La mujer le había dado un puñal y él
creyó al instante que ella misma se lo había clavado con la fiereza y con el
enojo que creía haber observado con tanta claridad y sin embargo pudo
comprender en medio de aquel naufragio que había sido él mismo quien se había
arrojado contra el filo. Cada acción y con la suma de cada pensamiento había
hecho lo imposible para ser conducido hacia ese punto en el espacio. El tiempo
se había constreñido como una malla de metal blando a su alrededor. Un retiro
voluntario aunque imprevisto hacia la zona del espasmo. Nociones como gélido,
áspero, cortante, ríspido, peligroso, ácido y amargo se le hicieron carne en la
mente y el corazón. El sueño en forma de desgano y falta de entusiasmo que
solía acudir en ayuda de su estado de impertinencia cósmica, sencillamente no
vino. Ahora sí le dolía la espalda, el pecho, los párpados y las yemas de los
dedos. El cabello lo sintió largo y pesado. Los pies se convirtieron en un
apoyo indispensable y una de las pocas cosas en las que confiar. Tenía la boca
seca. No podía calcular el tiempo de su experiencia y dudaba si quedarse o
salirse. La vergüenza, eso aún no quedaba esclarecido. El semblante enrojecido
ocultado por el arte de la seducción escondía su incapacidad y su falta de
destreza en el manejo de la vida. Tragaba saliva cada vez que oía algo que lo
llevaba a la zona de la exclusión, el ámbito en donde nada era posible y lo
único que podía aliviar era la negación. Como su inteligencia aún funcionaba
incluso en las peores condiciones, no podía cometer la torpeza de sencillamente
ignorar los visto, oído y comprendido. Por eso se desentendía del asunto. Vivía
como si no fuera su vida la que estaba sobre la mesa sino directamente como si
estuviera haciendo tiempo. Hacer tiempo, eso era casi un ideal no confesado, la
posibilidad de crear más tiempo, alargar hasta lo imposible cada situación y cada
momento. Así sobrevivía, deslindando las responsabilidades de su propia
existencia en una especia de no lugar, con la complicidad de su indudable
capacidad de vivir fuertemente el momento. El lado no luminoso del presente. La
falsedad de la vida, una superposición elíptica de pasado y futuro. El impulso
de desconocer la realidad era tan fuerte y las pruebas tan contundentes que
solo podía escindirse. Vivir sin estar, pensar sin estar de acuerdo, sentir sin
hacerse responsable del peso de todo aquello. Una fragmentación de la psiquis
en un intento desesperado por querer que todo siga su curso sin tocarlo.

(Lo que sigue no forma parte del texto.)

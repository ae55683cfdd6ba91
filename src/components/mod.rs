pub mod history;
pub mod tools;
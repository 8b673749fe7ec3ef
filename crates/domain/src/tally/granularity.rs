use serde::{Deserialize, Serialize};
use std::str::FromStr;

use crate::error::DomainError;

/// Time bucket size of a tally report
#[derive(Debug, Clone, Copy, PartialEq, Eq, Hash, PartialOrd, Ord, Serialize, Deserialize)]
#[serde(rename_all = "SCREAMING_SNAKE_CASE")]
pub enum Granularity {
    Hourly,
    Daily,
    Weekly,
    Monthly,
    Quarterly,
    Yearly,
}

impl Granularity {
    pub fn as_str(&self) -> &'static str {
        match self {
            Self::Hourly => "HOURLY",
            Self::Daily => "DAILY",
            Self::Weekly => "WEEKLY",
            Self::Monthly => "MONTHLY",
            Self::Quarterly => "QUARTERLY",
            Self::Yearly => "YEARLY",
        }
    }
}

impl Default for Granularity {
    fn default() -> Self {
        Self::Daily
    }
}

impl FromStr for Granularity {
    type Err = DomainError;

    fn from_str(s: &str) -> Result<Self, Self::Err> {
        match s.trim().to_ascii_uppercase().as_str() {
            "HOURLY" => Ok(Self::Hourly),
            "DAILY" => Ok(Self::Daily),
            "WEEKLY" => Ok(Self::Weekly),
            "MONTHLY" => Ok(Self::Monthly),
            "QUARTERLY" => Ok(Self::Quarterly),
            "YEARLY" => Ok(Self::Yearly),
            _ => Err(DomainError::InvalidGranularity(s.to_string())),
        }
    }
}

impl std::fmt::Display for Granularity {
    fn fmt(&self, f: &mut std::fmt::Formatter<'_>) -> std::fmt::Result {
        write!(f, "{}", self.as_str())
    }
}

Cultivaba dentro suyo una sensación de mirada prístina que terminó convirtiendo
su corazón en un una piedra transparente que sin embargo no tenía la pureza del
diamante. Esa confusión le costó demasiado. Brillaba y reflejaba luces y por
mucho tiempo se creyó luminoso. Eran mirajes, apenas reflejos de soles
perdidos, de luces ajenas y chispas de otros tiempos.
Su corazón se había endurecido creyendo
que se hacía más sólido, su mente se había ablandado sintiendo que así se hacía
más elástica. Solo sus huesos y sus músculos y tejidos hablaban con la verdad.

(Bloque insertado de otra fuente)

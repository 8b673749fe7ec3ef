use serde::{Deserialize, Serialize};

/// Raw host facts as reported by inventory
///
/// Every capacity field is a loosely-typed string whose presence depends on
/// the collector (RHSM or QPC) that reported the host.
#[derive(Debug, Clone, Default, PartialEq, Eq, Serialize, Deserialize)]
pub struct InventoryHostFacts {
    pub account: String,
    pub org_id: String,
    pub system_name: String,
    #[serde(default)]
    pub cores: Option<String>,
    #[serde(default)]
    pub sockets: Option<String>,
    /// QPC tri-state flag: "true", "false" or absent
    #[serde(default)]
    pub is_rhel: Option<String>,
    /// RHSM comma-delimited engineering product IDs
    #[serde(default)]
    pub products: Option<String>,
    pub sync_timestamp: String,
}

impl InventoryHostFacts {
    pub fn new(
        account: impl Into<String>,
        org_id: impl Into<String>,
        system_name: impl Into<String>,
        sync_timestamp: impl Into<String>,
    ) -> Self {
        Self {
            account: account.into(),
            org_id: org_id.into(),
            system_name: system_name.into(),
            sync_timestamp: sync_timestamp.into(),
            ..Self::default()
        }
    }

    pub fn with_cores(mut self, cores: impl Into<String>) -> Self {
        self.cores = Some(cores.into());
        self
    }

    pub fn with_sockets(mut self, sockets: impl Into<String>) -> Self {
        self.sockets = Some(sockets.into());
        self
    }

    pub fn with_is_rhel(mut self, is_rhel: impl Into<String>) -> Self {
        self.is_rhel = Some(is_rhel.into());
        self
    }

    pub fn with_products(mut self, products: impl Into<String>) -> Self {
        self.products = Some(products.into());
        self
    }

    /// Engineering product IDs from the RHSM product list, blanks dropped
    pub fn product_ids(&self) -> impl Iterator<Item = &str> {
        self.products
            .as_deref()
            .unwrap_or_default()
            .split(',')
            .map(str::trim)
            .filter(|id| !id.is_empty())
    }
}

No había mentira en ellos ni en sus dolores, era todo tan cierto que a veces
incluso lo espantaba.
Así, en medio de un silencio pesado, de
una ausencia demasiado presente y de un instante por demás intenso, pudo ver las miles de otras caras de
la vida. Sin palabras bellas ni imágenes hechizantes, sin juegos, sin escape.

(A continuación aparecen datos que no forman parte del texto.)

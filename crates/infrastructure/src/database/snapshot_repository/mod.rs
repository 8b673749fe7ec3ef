mod in_memory_snapshot_repository;
mod postgres_snapshot_repository;

pub use in_memory_snapshot_repository::InMemoryTallySnapshotRepository;
pub use postgres_snapshot_repository::PostgresTallySnapshotRepository;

Cada cosa era lo que era. El rojo era rojo,
el aluminio suave, el olor al propio cuerpo innegable. No había ni deseo de
revancha, ni intento de resarcimiento y mucho menos y por ningún lado existía
la energía de la confrontación. Estaba sanamente agotado. Una sensación de
permanencia y sensación de peso y masa en medio de las incongruencias de la
imaginación desbocada.
Quería darle las gracias, de esas gracias
que son eternas, porque como en alguna canción, ella lo despertó de una muerte
en vida.
Blue T. Lonius, 2014, "VERGÜENZAS" (Ed. Blind Minds Inc.)